SİDE'DEKİ TARİHİ ESERLER:
KENT SURLARI BÜYÜK KENT KAPISI , DOĞU KAPISI , SU KEMERLERİ , BÜYÜK ANITSAL ÇEŞME , KOLONNEL CADDE , EVLER , AGORA , ANITSAL KÜTÜPHANE VE DEVLET AGORASI , PİSKOPOS SARAYI VE BAZİLİKASI , VESPASIANUS ÇEŞMESİ , ÜÇ HAVUZLU ÇEŞME , TİYATRO , MEN TAPINAĞI , BAKÜS TAPINAĞI , BÜYÜK LİMAN HAMAMI , LİMAN HAMAMI , APOLLON TAPINAĞI , ATHENA TAPINAĞI , SİDE LİMANI, SİDE MÜZESİ.

Roma döneminde inşa edilen hamam kompleksi üzerine, son yıllarda yapılan küçük restorasyonlarla Side Müzesi kurulmuştur. Müze'ye doğu yönünde bir kapıyla girilir. Daha sonra tabanı taşlarla kaplı ve hamamın ikinci tepidariumu olduğu anlaşılan bir avludan geçilerek büyük bir bahçeye çıkılmaktadır. Bu avlunun etrafında ve bahçenin içinde Side'de yapılan kazılarda bulunan lahitler, sütunlar, büstler, torsolar, yazıtlar, heykeller, heykel kaideleri, sütun başlıkları, frizler, rölyefler ve steller görülmektedir. Müze bahçesi aslında Roma Hamamı'nın jimnastik salonu ve palaestrasının avlularıdır. Tabanı mermer parçaları ile kaplı olan bu avluların içindeki en önemli eser, avlunun kuzey duvarında görülen denizler tanrısı Poseido‘nun mitolojik öykülerinin yer aldığı friz serisidir. Burada tanrı ve tanrıçaların doğayla olan ilişkileri tasvir edilmektedir.

Side

Side ülkemizin en çok tanınan antik yörelerinden biridir.
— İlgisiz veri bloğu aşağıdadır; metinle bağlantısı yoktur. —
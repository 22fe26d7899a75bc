//! Validation rule registry and batch reporting
//!
//! Each rule is a named predicate over a profile and its analysis, tagged with
//! a category and a severity. Rules compare engine output against literal
//! thresholds rather than re-deriving values with the engine's own formulas.
//! A failed critical rule means medically unsafe output.

use std::collections::{BTreeMap, BTreeSet};
use std::fmt;

use chrono::Utc;
use rayon::prelude::*;
use serde::{Deserialize, Serialize};
use tracing::{debug, warn};

use crate::conditions::Condition;
use crate::pipeline::AnalysisEngine;
use crate::types::{
    AnalysisResult, ConditionSeverity, ProfileInput, RiskLevel, SocialSupport, StressLevel,
    WeightDirection,
};

/// Display name used for batch analyses
const BATCH_DISPLAY_NAME: &str = "Batch Profile";

#[derive(Debug, Clone, Copy, PartialEq, Eq, PartialOrd, Ord, Hash, Serialize, Deserialize)]
#[serde(rename_all = "lowercase")]
pub enum RuleSeverity {
    Low,
    Medium,
    High,
    Critical,
}

impl RuleSeverity {
    pub fn as_str(&self) -> &'static str {
        match self {
            RuleSeverity::Low => "low",
            RuleSeverity::Medium => "medium",
            RuleSeverity::High => "high",
            RuleSeverity::Critical => "critical",
        }
    }
}

#[derive(Debug, Clone, Copy, PartialEq, Eq, PartialOrd, Ord, Hash, Serialize, Deserialize)]
#[serde(rename_all = "lowercase")]
pub enum RuleCategory {
    Conditions,
    Weight,
    Risk,
    Targets,
    Projection,
    Roadmap,
    Envelope,
    /// Per-profile expectations from a synthetic profile set
    Expected,
}

/// Result of evaluating one rule
#[derive(Debug, Clone, PartialEq, Eq)]
pub struct RuleOutcome {
    pub passed: bool,
    pub expected: String,
    pub actual: String,
}

impl RuleOutcome {
    pub fn check(passed: bool, expected: impl Into<String>, actual: impl fmt::Display) -> Self {
        Self {
            passed,
            expected: expected.into(),
            actual: actual.to_string(),
        }
    }

    /// The rule's precondition does not hold for this profile
    pub fn not_applicable() -> Self {
        Self::check(true, "n/a", "n/a")
    }
}

pub type RuleFn = fn(&ProfileInput, &AnalysisResult) -> RuleOutcome;

/// One named predicate
#[derive(Clone, Copy)]
pub struct ValidationRule {
    pub id: &'static str,
    pub category: RuleCategory,
    pub severity: RuleSeverity,
    pub description: &'static str,
    pub evaluate: RuleFn,
}

impl fmt::Debug for ValidationRule {
    fn fmt(&self, f: &mut fmt::Formatter<'_>) -> fmt::Result {
        f.debug_struct("ValidationRule")
            .field("id", &self.id)
            .field("category", &self.category)
            .field("severity", &self.severity)
            .finish()
    }
}

/// A rule outcome attributed to one analysis
#[derive(Debug, Clone, PartialEq, Serialize, Deserialize)]
#[serde(rename_all = "camelCase")]
pub struct RuleResult {
    pub analysis_id: String,
    pub rule_id: String,
    pub category: RuleCategory,
    pub severity: RuleSeverity,
    pub passed: bool,
    pub expected: String,
    pub actual: String,
}

/// Evaluate every rule against one analysis
pub fn run_rules(
    profile: &ProfileInput,
    result: &AnalysisResult,
    rules: &[ValidationRule],
) -> Vec<RuleResult> {
    rules
        .iter()
        .map(|rule| {
            let outcome = (rule.evaluate)(profile, result);
            RuleResult {
                analysis_id: result.analysis_id.clone(),
                rule_id: rule.id.to_string(),
                category: rule.category,
                severity: rule.severity,
                passed: outcome.passed,
                expected: outcome.expected,
                actual: outcome.actual,
            }
        })
        .collect()
}

/// Aggregated pass/fail counts for a batch
#[derive(Debug, Clone, Default, PartialEq, Serialize, Deserialize)]
#[serde(rename_all = "camelCase")]
pub struct BatchReport {
    pub total_profiles: usize,
    pub total_checks: usize,
    pub passed: usize,
    pub failed: usize,
    /// Percentage of checks passed (0-100)
    pub pass_rate: f64,
    pub failures_by_severity: BTreeMap<RuleSeverity, usize>,
    pub failures_by_rule: BTreeMap<String, usize>,
    pub failures: Vec<RuleResult>,
    /// Profiles that could not be analyzed, with the reason
    pub analysis_errors: Vec<String>,
}

impl BatchReport {
    pub fn from_results(results: &[RuleResult]) -> Self {
        let profiles: BTreeSet<&str> = results.iter().map(|r| r.analysis_id.as_str()).collect();
        let failures: Vec<RuleResult> = results.iter().filter(|r| !r.passed).cloned().collect();

        let mut failures_by_severity = BTreeMap::new();
        let mut failures_by_rule = BTreeMap::new();
        for failure in &failures {
            *failures_by_severity.entry(failure.severity).or_insert(0) += 1;
            *failures_by_rule.entry(failure.rule_id.clone()).or_insert(0) += 1;
        }

        let total_checks = results.len();
        let failed = failures.len();
        let passed = total_checks - failed;
        let pass_rate = if total_checks == 0 {
            100.0
        } else {
            (passed as f64 / total_checks as f64 * 10_000.0).round() / 100.0
        };

        Self {
            total_profiles: profiles.len(),
            total_checks,
            passed,
            failed,
            pass_rate,
            failures_by_severity,
            failures_by_rule,
            failures,
            analysis_errors: Vec::new(),
        }
    }

    /// Any critical-severity failure blocks release
    pub fn has_blocking_failures(&self) -> bool {
        self.failures_by_severity
            .get(&RuleSeverity::Critical)
            .is_some_and(|count| *count > 0)
    }
}

/// Analyze profiles in parallel and run the default rules against each.
///
/// Each profile gets a deterministic analysis id (`profile-<index>`).
pub fn validate_batch(profiles: &[ProfileInput], engine: &AnalysisEngine) -> BatchReport {
    let rules = default_rules();
    let generated_at = Utc::now();

    let outcomes: Vec<Result<Vec<RuleResult>, String>> = profiles
        .par_iter()
        .enumerate()
        .map(|(index, profile)| {
            let id = format!("profile-{index}");
            engine
                .analyze_at(profile, BATCH_DISPLAY_NAME, generated_at, id.clone())
                .map(|result| run_rules(profile, &result, &rules))
                .map_err(|e| format!("{id}: {e}"))
        })
        .collect();

    let mut results = Vec::new();
    let mut analysis_errors = Vec::new();
    for outcome in outcomes {
        match outcome {
            Ok(rule_results) => results.extend(rule_results),
            Err(message) => analysis_errors.push(message),
        }
    }

    let mut report = BatchReport::from_results(&results);
    report.total_profiles += analysis_errors.len();
    report.analysis_errors = analysis_errors;
    log_report(&report);
    report
}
Eski bir Liman olan Side'nin ismi nar anlamına gelmekteydi. Bugün güzel bir sahil kasabası olan Side'de antik kalıntılar, sıcak bir iklim, kumlu plajlar, birçok alışveriş merkezi ve modern konaklama tesisleri turistleri bu yöreye akın akın getirmekte.